In AD 224, the Parthian Empire collapsed. From its ashes rose the Sassanid Empire, led by the fanatical and expansionist Ardashir I. The Sassanids were not like the Parthians; they were aggressive centralizers who wanted to impose Zoroastrianism and erase local autonomies. Vache found himself ruling a small kingdom on the edge of a new, terrifying superpower.
The New Order
Vache was an Arsacid by blood (Parthian lineage). The rise of the Sassanids was personal—they were hunting down and exterminating his distant relatives across Iran. Vache faced a monumental choice: fight a suicidal war or adapt.

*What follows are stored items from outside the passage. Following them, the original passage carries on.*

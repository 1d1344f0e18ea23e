use crossbeam_utils::CachePadded;
use std::sync::atomic::{AtomicBool, AtomicI64, Ordering};
use std::sync::{Arc, Mutex};
use std::time::Duration;

use crate::error::Error;

type OnComplete = Box<dyn FnOnce() + Send + 'static>;

struct Inner {
    event: String,
    strict: bool,
    pending: CachePadded<AtomicI64>,
    completed: AtomicBool,
    dispatching: AtomicBool,
    on_complete: Mutex<Option<OnComplete>>,
}

impl Inner {
    fn signal(&self) {
        if self.dispatching.load(Ordering::Acquire) {
            let anomaly = Error::SyncCompletion(self.event.clone());
            if self.strict {
                panic!("{anomaly}");
            }
            tracing::warn!(event = %self.event, "{anomaly}");
        }

        let left = self.pending.fetch_sub(1, Ordering::AcqRel) - 1;
        if left == 0 {
            self.finish();
        } else if left < 0 {
            panic!("{}", Error::ExcessCompletion(self.event.clone()));
        }
    }

    fn finish(&self) {
        if self.completed.swap(true, Ordering::AcqRel) {
            panic!("{}", Error::DuplicateCompletion(self.event.clone()));
        }

        let on_complete = self
            .on_complete
            .lock()
            .expect("completion slot poisoned")
            .take();
        if let Some(on_complete) = on_complete {
            on_complete();
        }
    }
}

/// Counts one expected completion per dispatched listener and runs the
/// stored completion callback exactly once when the count reaches zero.
pub(crate) struct Barrier {
    inner: Arc<Inner>,
}

impl Barrier {
    pub(crate) fn new(event: &str, count: usize, strict: bool, on_complete: OnComplete) -> Self {
        Self {
            inner: Arc::new(Inner {
                event: event.to_owned(),
                strict,
                pending: CachePadded::new(AtomicI64::new(count as i64)),
                completed: AtomicBool::new(false),
                dispatching: AtomicBool::new(false),
                on_complete: Mutex::new(Some(on_complete)),
            }),
        }
    }

    pub(crate) fn done(&self) -> Done {
        Done(Arc::clone(&self.inner))
    }

    pub(crate) fn begin_dispatch(&self) {
        self.inner.dispatching.store(true, Ordering::Release);
    }

    pub(crate) fn end_dispatch(&self) {
        self.inner.dispatching.store(false, Ordering::Release);
    }

    /// Immediate completion for a dispatch with nothing pending.
    pub(crate) fn finish(&self) {
        self.inner.finish();
    }

    /// Spawns the delayed debug check.
    pub(crate) fn watch(&self, timeout: Duration) {
        let inner = Arc::clone(&self.inner);
        tokio::spawn(async move {
            tokio::time::sleep(timeout).await;
            if !inner.completed.load(Ordering::Acquire) {
                tracing::warn!(
                    event = %inner.event,
                    ?timeout,
                    "completion callback still pending",
                );
            }
        });
    }
}

/// Completion signal handed to every listener of one emit.
///
/// Each listener invocation is expected to call [`Done::signal`] exactly once
/// when its work is finished, however that work is scheduled. Signaling more
/// times than listeners were dispatched is a bug in the calling listener and
/// panics.
#[derive(Clone)]
pub struct Done(Arc<Inner>);

impl Done {
    pub fn signal(&self) {
        self.0.signal();
    }
}

impl std::fmt::Debug for Done {
    fn fmt(&self, f: &mut std::fmt::Formatter<'_>) -> std::fmt::Result {
        f.debug_struct("Done")
            .field("event", &self.0.event)
            .field("pending", &self.0.pending.load(Ordering::Relaxed))
            .finish()
    }
}
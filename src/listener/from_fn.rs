use futures::FutureExt;
use futures::future::BoxFuture;

use crate::binder::{Bound, ParamName};
use crate::listener::Listener;

pub struct FromFn<F> {
    params: Vec<ParamName>,
    f: F,
}

impl<F> FromFn<F> {
    #[inline]
    pub fn new(params: &[&str], f: F) -> Self {
        Self {
            params: params.iter().copied().map(ParamName::new).collect(),
            f,
        }
    }
}

impl<F, Fut> Listener for FromFn<F>
where
    F: Fn(Bound) -> Fut + Send + Sync + 'static,
    Fut: Future<Output = ()> + Send + 'static,
{
    #[inline]
    fn params(&self) -> &[ParamName] {
        &self.params
    }

    #[inline]
    fn handle(&self, args: Bound) -> BoxFuture<'static, ()> {
        (self.f)(args).boxed()
    }
}

/// Adapts a closure into a [`Listener`] with the given declared parameter
/// names.
#[inline]
pub fn from_fn<F>(params: &[&str], f: F) -> FromFn<F>
where
    FromFn<F>: Listener,
{
    FromFn::new(params, f)
}
use std::time::Duration;

/// Behavior switches for an [`crate::Emitter`], fixed at construction.
#[derive(Debug, Clone)]
pub struct Config {
    /// Escalate dispatch anomalies to panics instead of logged warnings.
    pub strict: bool,
    /// Report emits whose completion callback has still not run after
    /// `debug_timeout`. A debugging aid for hung listeners, off by default.
    pub debug: bool,
    /// How long the debug check waits before reporting.
    pub debug_timeout: Duration,
}

impl Default for Config {
    fn default() -> Self {
        Self {
            strict: false,
            debug: false,
            debug_timeout: Duration::from_secs(1),
        }
    }
}
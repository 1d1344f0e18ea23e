use std::collections::HashMap;
use std::sync::atomic::{AtomicU64, Ordering};
use std::sync::{Arc, Mutex, MutexGuard};

use crate::args::Args;
use crate::barrier::Barrier;
use crate::binder::bind;
use crate::config::Config;
use crate::error::{Error, Result};
use crate::listener::Listener;

/// Identifies one registration on an [`Emitter`].
///
/// Returned by [`Emitter::on`] and [`Emitter::once`], accepted by
/// [`Emitter::off`]. Registering an equivalent listener twice yields two
/// distinct ids, each removable on its own.
#[derive(Debug, Clone, Copy, PartialEq, Eq, Hash)]
pub struct ListenerId(u64);

#[derive(Clone)]
struct Entry {
    id: ListenerId,
    once: bool,
    listener: Arc<dyn Listener>,
}

struct Inner {
    config: Config,
    next_id: AtomicU64,
    registry: Mutex<HashMap<String, Vec<Entry>>>,
}

/// An event emitter whose listeners complete asynchronously.
///
/// Listeners register under a string event name and keep their registration
/// order. [`Emitter::emit`] dispatches every listener for an event with
/// arguments bound by name, then delivers a single completion callback once
/// each listener has signaled [`crate::Done`]. Clones share the same
/// listener registry.
#[derive(Clone)]
pub struct Emitter {
    inner: Arc<Inner>,
}

impl Emitter {
    pub fn new() -> Self {
        Self::with_config(Config::default())
    }

    pub fn with_config(config: Config) -> Self {
        Self {
            inner: Arc::new(Inner {
                config,
                next_id: AtomicU64::new(0),
                registry: Mutex::new(HashMap::new()),
            }),
        }
    }

    /// Appends `listener` to the event's sequence.
    pub fn on(&self, event: impl Into<String>, listener: impl Listener) -> ListenerId {
        self.register(event.into(), false, Arc::new(listener))
    }

    /// As [`Emitter::on`], but the registration is dropped when the event is
    /// next emitted, so the listener runs at most once.
    pub fn once(&self, event: impl Into<String>, listener: impl Listener) -> ListenerId {
        self.register(event.into(), true, Arc::new(listener))
    }

    fn register(&self, event: String, once: bool, listener: Arc<dyn Listener>) -> ListenerId {
        let id = ListenerId(self.inner.next_id.fetch_add(1, Ordering::Relaxed));
        self.registry()
            .entry(event)
            .or_default()
            .push(Entry { id, once, listener });
        id
    }

    /// Removes the registration `id` from the event's sequence.
    ///
    /// Errors with [`Error::UnknownListener`] when `id` is not currently
    /// registered there; an event that was never registered holds an empty
    /// sequence and errors the same way.
    pub fn off(&self, event: &str, id: ListenerId) -> Result<()> {
        let mut registry = self.registry();
        let entries = registry
            .get_mut(event)
            .filter(|entries| entries.iter().any(|entry| entry.id == id))
            .ok_or_else(|| Error::UnknownListener(event.to_owned()))?;
        entries.retain(|entry| entry.id != id);
        Ok(())
    }

    /// Clears the event's sequence. A no-op for an unregistered event.
    pub fn off_all(&self, event: &str) {
        if let Some(entries) = self.registry().get_mut(event) {
            entries.clear();
        }
    }

    /// Number of listeners currently registered for `event`.
    pub fn listener_count(&self, event: &str) -> usize {
        self.registry().get(event).map_or(0, Vec::len)
    }

    /// Fires `event`, invoking every registered listener in registration
    /// order, and runs `on_complete` exactly once after all of them have
    /// signaled completion.
    ///
    /// Each listener's parameters are filled from `args` by declared name;
    /// the per-emit [`crate::Done`] signal is bound under the reserved names
    /// `cb` and `callback`. The synchronous part of each listener runs
    /// before `emit` returns, the future it produces is spawned onto the
    /// current Tokio runtime, and `emit` itself never suspends. An event
    /// with no listeners completes immediately.
    ///
    /// # Panics
    ///
    /// Panics when a listener signals completion more often than listeners
    /// were dispatched, or, under [`Config::strict`], when one signals while
    /// dispatch is still in progress. Panics outside a Tokio runtime if
    /// there are listener futures or diagnostics to spawn.
    pub fn emit(&self, event: &str, mut args: Args, on_complete: impl FnOnce() + Send + 'static) {
        let snapshot = {
            let mut registry = self.registry();
            match registry.get_mut(event) {
                Some(entries) => {
                    let snapshot = entries.clone();
                    entries.retain(|entry| !entry.once);
                    snapshot
                }
                None => Vec::new(),
            }
        };

        let barrier = Barrier::new(
            event,
            snapshot.len(),
            self.inner.config.strict,
            Box::new(on_complete),
        );
        args.install_done(barrier.done());

        if snapshot.is_empty() {
            barrier.finish();
        } else {
            barrier.begin_dispatch();
            for entry in &snapshot {
                let bound = bind(entry.listener.params(), &args);
                tokio::spawn(entry.listener.handle(bound));
            }
        }

        if self.inner.config.debug {
            barrier.watch(self.inner.config.debug_timeout);
        }
        barrier.end_dispatch();
    }

    fn registry(&self) -> MutexGuard<'_, HashMap<String, Vec<Entry>>> {
        self.inner.registry.lock().expect("listener registry poisoned")
    }
}

impl Default for Emitter {
    fn default() -> Self {
        Self::new()
    }
}
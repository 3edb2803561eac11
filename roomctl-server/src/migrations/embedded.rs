//! Migrations compiled into the binary
//!
//! Keep in sync with `roomctl-server/migrations/`; the listing test below
//! fails when a file is added there but not here.

use super::file::MigrationFile;
use super::MigrationError;

macro_rules! embed {
    ($($name:literal),+ $(,)?) => {
        &[$(($name, include_str!(concat!("../../migrations/", $name)))),+]
    };
}

/// `(filename, sql)` pairs in application order.
pub static EMBEDDED_MIGRATIONS: &[(&str, &str)] = embed![
    "20240101000000_create_users.sql",
    "20240101000100_create_employees.sql",
    "20240101000200_create_bookings.sql",
    "20240101000300_create_equipment.sql",
    "20240101000400_create_rooms.sql",
];

/// Parse the embedded list, sorted by filename like a directory listing.
pub fn embedded_migrations() -> Result<Vec<MigrationFile>, MigrationError> {
    let mut files = EMBEDDED_MIGRATIONS
        .iter()
        .map(|&(name, sql)| MigrationFile::embedded(name, sql))
        .collect::<Result<Vec<_>, _>>()?;
    files.sort_by(|a, b| a.name.cmp(&b.name));
    Ok(files)
}

#[cfg(test)]
mod tests {
    use super::*;
    use crate::migrations::list_migration_files;
    use std::path::Path;

    #[tokio::test]
    async fn embedded_list_matches_shipped_directory() {
        let dir = Path::new(concat!(env!("CARGO_MANIFEST_DIR"), "/migrations"));
        let on_disk = list_migration_files(dir).await.unwrap();
        let embedded = embedded_migrations().unwrap();

        let disk_names: Vec<_> = on_disk.iter().map(|f| f.name.as_str()).collect();
        let embedded_names: Vec<_> = embedded.iter().map(|f| f.name.as_str()).collect();
        assert_eq!(embedded_names, disk_names);

        for (disk, compiled) in on_disk.iter().zip(&embedded) {
            assert_eq!(
                disk.read_sql().await.unwrap(),
                compiled.read_sql().await.unwrap()
            );
        }
    }

    #[tokio::test]
    async fn embedded_files_have_no_path() {
        let file = &embedded_migrations().unwrap()[0];
        assert_eq!(file.version, "20240101000000");
        assert!(file.path().is_none());
        assert!(file.read_sql().await.unwrap().contains("CREATE TABLE"));
    }
}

He chose survival. As the Sassanids consolidated power, Vache strengthened the fortifications of Iberia. He maintained the alliance with Rome (under the Severan dynasty) but was careful not to provoke the new Persian masters too early. His reign was a tense period of watching the southern horizon, waiting for the Sassanid armies to march north.
The Zoroastrian Pressure
With the Sassanids came aggressive missionaries. While his father Rev had been open to monotheism, Vache had to deal with the influx of militant Zoroastrian fire-worship. He managed to maintain the independence of the Georgian pantheon (Armazi/Zaden) against this cultural imperialism, a feat of diplomatic resistance that preserved Georgian identity for a few more decades.